Not So Deep Thoughts: 2010 Sports Wish List

We’re down to a little more than 12 hours left in 2009 and the first
decade of the 2000s. Here’s hoping the new year and the new decade will
bring some much-needed changes in the world of sports.

Don’t get me wrong, I love sports, always have, always will. But even a
Lima.jpgmodel of perfection like the lovely and talented Miss Adrianna Lima (right), can have a bad hair day
from time to time (although that’s yet to be substantiated). So, while
sports and the athletes who participate in them provide us with the
thrills and excitement that we carry with us from year to year and pass
on from decade to decade, they could all
use a little makeover from time to time. With that in mind, I give my
wish list for the 2010 world of sports.

ChadOchoCinco: Let 2010 provide him with the courage to overcome
his fear of public speaking and his overwhelming shyness. Let’s get
this guy his own show on one of the premium networks so we really find
out what he has to say, uncut and uncensored. C’mon, we’ve all had
enough of Kim, Chloe and the wax museum-ready Mr. Jenner by now haven’t we?

Chris Johnson: Let 2010 provide him with the respect and MVP
award he deserves. This guy has outgained everybody in the league (by
more than 500 yards), he’s closing in on 2,000 yards for the season (a
feat only 6 others have achieved), has rushed for more than 100 yards
in 10 straight games and is one monster game against the Seahawks and
their pourous defense (they quit weeks ago) away from breaking the
all-time single-season rushing record.

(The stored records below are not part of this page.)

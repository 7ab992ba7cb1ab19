//! Contiguous complex-valued storage on a uniform 2D grid.
//!
//! `Field2D` is the workspace type handed to the transform engine. rustfft
//! needs nothing beyond the natural alignment of `Complex64`, so a plain
//! `Vec` is the allocator.

use num_complex::Complex64;

use crate::grid::Grid2D;

#[derive(Debug, Clone)]
pub struct Field2D {
    grid: Grid2D,
    data: Vec<Complex64>,
}

impl Field2D {
    pub fn zeros(grid: Grid2D) -> Self {
        Self {
            data: vec![Complex64::default(); grid.len()],
            grid,
        }
    }

    pub fn from_vec(grid: Grid2D, data: Vec<Complex64>) -> Self {
        assert_eq!(data.len(), grid.len(), "data length must match grid size");
        Self { grid, data }
    }

    pub fn len(&self) -> usize {
        self.data.len()
    }

    pub fn is_empty(&self) -> bool {
        self.data.is_empty()
    }

    pub fn grid(&self) -> Grid2D {
        self.grid
    }

    pub fn as_slice(&self) -> &[Complex64] {
        &self.data
    }

    pub fn as_mut_slice(&mut self) -> &mut [Complex64] {
        &mut self.data
    }

    pub fn get(&self, ix: usize, iy: usize) -> Complex64 {
        self.data[self.grid.idx(ix, iy)]
    }

    pub fn set(&mut self, ix: usize, iy: usize, value: Complex64) {
        let idx = self.grid.idx(ix, iy);
        self.data[idx] = value;
    }

    /// Value stored at a signed frequency after a forward transform.
    pub fn at_frequency(&self, f: [i32; 2]) -> Complex64 {
        self.data[self.grid.frequency_idx(f)]
    }

    pub fn fill(&mut self, value: Complex64) {
        self.data.fill(value);
    }

    pub fn scale(&mut self, alpha: f64) {
        for value in &mut self.data {
            *value *= alpha;
        }
    }
}

impl From<Field2D> for Vec<Complex64> {
    fn from(field: Field2D) -> Self {
        field.data
    }
}
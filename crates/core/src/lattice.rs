//! Lattice primitives for 2D-periodic layers.
//!
//! The reciprocal basis is kept in cycles per unit length (`Lk`): the 2π of the
//! physical reciprocal vectors is folded into the convention, so a basis
//! vector `G = (m1, m2)` has spatial frequency `f = m1·b1 + m2·b2` and
//! wavevector `2π·f`.

use serde::{Deserialize, Serialize};

use crate::error::{RcwaError, Result};

const TAU: f64 = std::f64::consts::PI * 2.0;

#[derive(Debug, Clone, Copy, PartialEq, Serialize, Deserialize)]
pub struct Lattice2D {
    pub a1: [f64; 2],
    pub a2: [f64; 2],
}

/// Whether the pattern varies along one or two lattice directions.
#[derive(Debug, Clone, Copy, PartialEq, Eq)]
pub enum Dimensionality {
    One,
    Two,
}

impl Lattice2D {
    pub fn square(a: f64) -> Self {
        Self {
            a1: [a, 0.0],
            a2: [0.0, a],
        }
    }

    pub fn rectangular(a: f64, b: f64) -> Self {
        Self {
            a1: [a, 0.0],
            a2: [0.0, b],
        }
    }

    pub fn hexagonal(a: f64) -> Self {
        let half = 0.5 * a;
        let h = (3.0f64).sqrt() * 0.5 * a;
        Self {
            a1: [a, 0.0],
            a2: [half, h],
        }
    }

    pub fn oblique(a1: [f64; 2], a2: [f64; 2]) -> Self {
        Self { a1, a2 }
    }

    /// Lattice periodic only along `a1`.
    pub fn one_dimensional(a1: [f64; 2]) -> Self {
        Self { a1, a2: [0.0, 0.0] }
    }

    pub fn is_one_dimensional(&self) -> bool {
        self.a2[0] == 0.0 && self.a2[1] == 0.0
    }

    pub fn dimensionality(&self) -> Dimensionality {
        if self.is_one_dimensional() {
            Dimensionality::One
        } else {
            Dimensionality::Two
        }
    }

    /// Invert the lattice into its frequency basis.
    ///
    /// A 1D lattice yields `b1 = a1/|a1|²` and `b2 = 0`.
    pub fn reciprocate(&self) -> Result<ReciprocalLattice2D> {
        if !self.a1.iter().chain(self.a2.iter()).all(|v| v.is_finite()) {
            return Err(RcwaError::invalid_argument(1, "lattice vectors must be finite"));
        }
        if self.is_one_dimensional() {
            let len_sq = norm_sq(self.a1);
            if len_sq == 0.0 {
                return Err(RcwaError::DegenerateLattice(
                    "1D lattice vector has zero length".into(),
                ));
            }
            return Ok(ReciprocalLattice2D {
                b1: [self.a1[0] / len_sq, self.a1[1] / len_sq],
                b2: [0.0, 0.0],
            });
        }
        let det = self.determinant();
        let scale = norm_sq(self.a1).sqrt() * norm_sq(self.a2).sqrt();
        if det.abs() <= f64::EPSILON * scale || scale == 0.0 {
            return Err(RcwaError::DegenerateLattice(
                "primitive vectors are linearly dependent".into(),
            ));
        }
        let inv = 1.0 / det;
        Ok(ReciprocalLattice2D {
            b1: [self.a2[1] * inv, -self.a2[0] * inv],
            b2: [-self.a1[1] * inv, self.a1[0] * inv],
        })
    }

    /// Area of the unit cell (length of `a1` for a 1D lattice).
    pub fn unit_cell_size(&self) -> f64 {
        if self.is_one_dimensional() {
            norm_sq(self.a1).sqrt()
        } else {
            self.determinant().abs()
        }
    }

    pub fn fractional_to_cartesian(&self, frac: [f64; 2]) -> [f64; 2] {
        [
            self.a1[0] * frac[0] + self.a2[0] * frac[1],
            self.a1[1] * frac[0] + self.a2[1] * frac[1],
        ]
    }

    /// Fractional coordinates of a Cartesian point. For a 1D lattice the
    /// second coordinate is zero and the first is the projection onto `a1`.
    pub fn cartesian_to_fractional(&self, cart: [f64; 2]) -> [f64; 2] {
        if self.is_one_dimensional() {
            let len_sq = norm_sq(self.a1);
            if len_sq == 0.0 {
                return [0.0, 0.0];
            }
            return [(cart[0] * self.a1[0] + cart[1] * self.a1[1]) / len_sq, 0.0];
        }
        let det = self.determinant();
        if det == 0.0 {
            return [0.0, 0.0];
        }
        let inv_det = 1.0 / det;
        [
            (self.a2[1] * cart[0] - self.a2[0] * cart[1]) * inv_det,
            (-self.a1[1] * cart[0] + self.a1[0] * cart[1]) * inv_det,
        ]
    }

    /// Shortest periodic image of a displacement, folded into the cell
    /// centred on the origin.
    pub fn minimum_image(&self, displacement: [f64; 2]) -> [f64; 2] {
        let frac = self.cartesian_to_fractional(displacement);
        let shift = [frac[0].round(), frac[1].round()];
        let lattice_shift = self.fractional_to_cartesian(shift);
        [
            displacement[0] - lattice_shift[0],
            displacement[1] - lattice_shift[1],
        ]
    }

    fn determinant(&self) -> f64 {
        self.a1[0] * self.a2[1] - self.a1[1] * self.a2[0]
    }
}

/// Frequency basis of a lattice (`Lk`), in cycles per unit length.
#[derive(Debug, Clone, Copy, PartialEq, Serialize, Deserialize)]
pub struct ReciprocalLattice2D {
    pub b1: [f64; 2],
    pub b2: [f64; 2],
}

impl ReciprocalLattice2D {
    /// Spatial frequency of an integer basis vector.
    #[inline]
    pub fn frequency(&self, g: [i32; 2]) -> [f64; 2] {
        let (m1, m2) = (g[0] as f64, g[1] as f64);
        [
            m1 * self.b1[0] + m2 * self.b2[0],
            m1 * self.b1[1] + m2 * self.b2[1],
        ]
    }

    /// Physical wavevector `2π·f` of an integer basis vector.
    pub fn wavevector(&self, g: [i32; 2]) -> [f64; 2] {
        let f = self.frequency(g);
        [TAU * f[0], TAU * f[1]]
    }

    pub fn is_one_dimensional(&self) -> bool {
        self.b2[0] == 0.0 && self.b2[1] == 0.0
    }

    pub fn b1_length(&self) -> f64 {
        norm_sq(self.b1).sqrt()
    }

    pub fn b2_length(&self) -> f64 {
        norm_sq(self.b2).sqrt()
    }

    pub(crate) fn determinant(&self) -> f64 {
        self.b1[0] * self.b2[1] - self.b1[1] * self.b2[0]
    }
}

#[inline]
fn norm_sq(v: [f64; 2]) -> f64 {
    v[0] * v[0] + v[1] * v[1]
}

Take this guy off the Titans and
0-16 is a very real possibility.

Adrian Peterson: Let 2010 provide him with 1. A
coach/coordinator who isn’t so afraid to upset his
prima donna QB that he mishandles one of the premier running backs in
the league. We’re all aware that when you acquire a HOF QB your
offensive gameplan is going to shift its focus somewhat, but when you
allow your QB’s thin skin to affect your playcalling and you’re No. 1
threat isn’t utilized to the fullest, you open yourself up to non-stop
second guessing from fans and the media. And ithis particular case, all the criticism is justified.
2. A lifetime supply of Stickem.

Brett Favre: Let 2010 provide him with the opportunity to become
the NFL’s first player-coach. While many of us realize that Favre has that
power already in 2009, let’s make it official and give him full reign
next year so we can stop all the BS and the Vikings press conferences
can start supplying us with information instead of continuing to find
ways to disguise the truth and tip-toe around the questions being asked.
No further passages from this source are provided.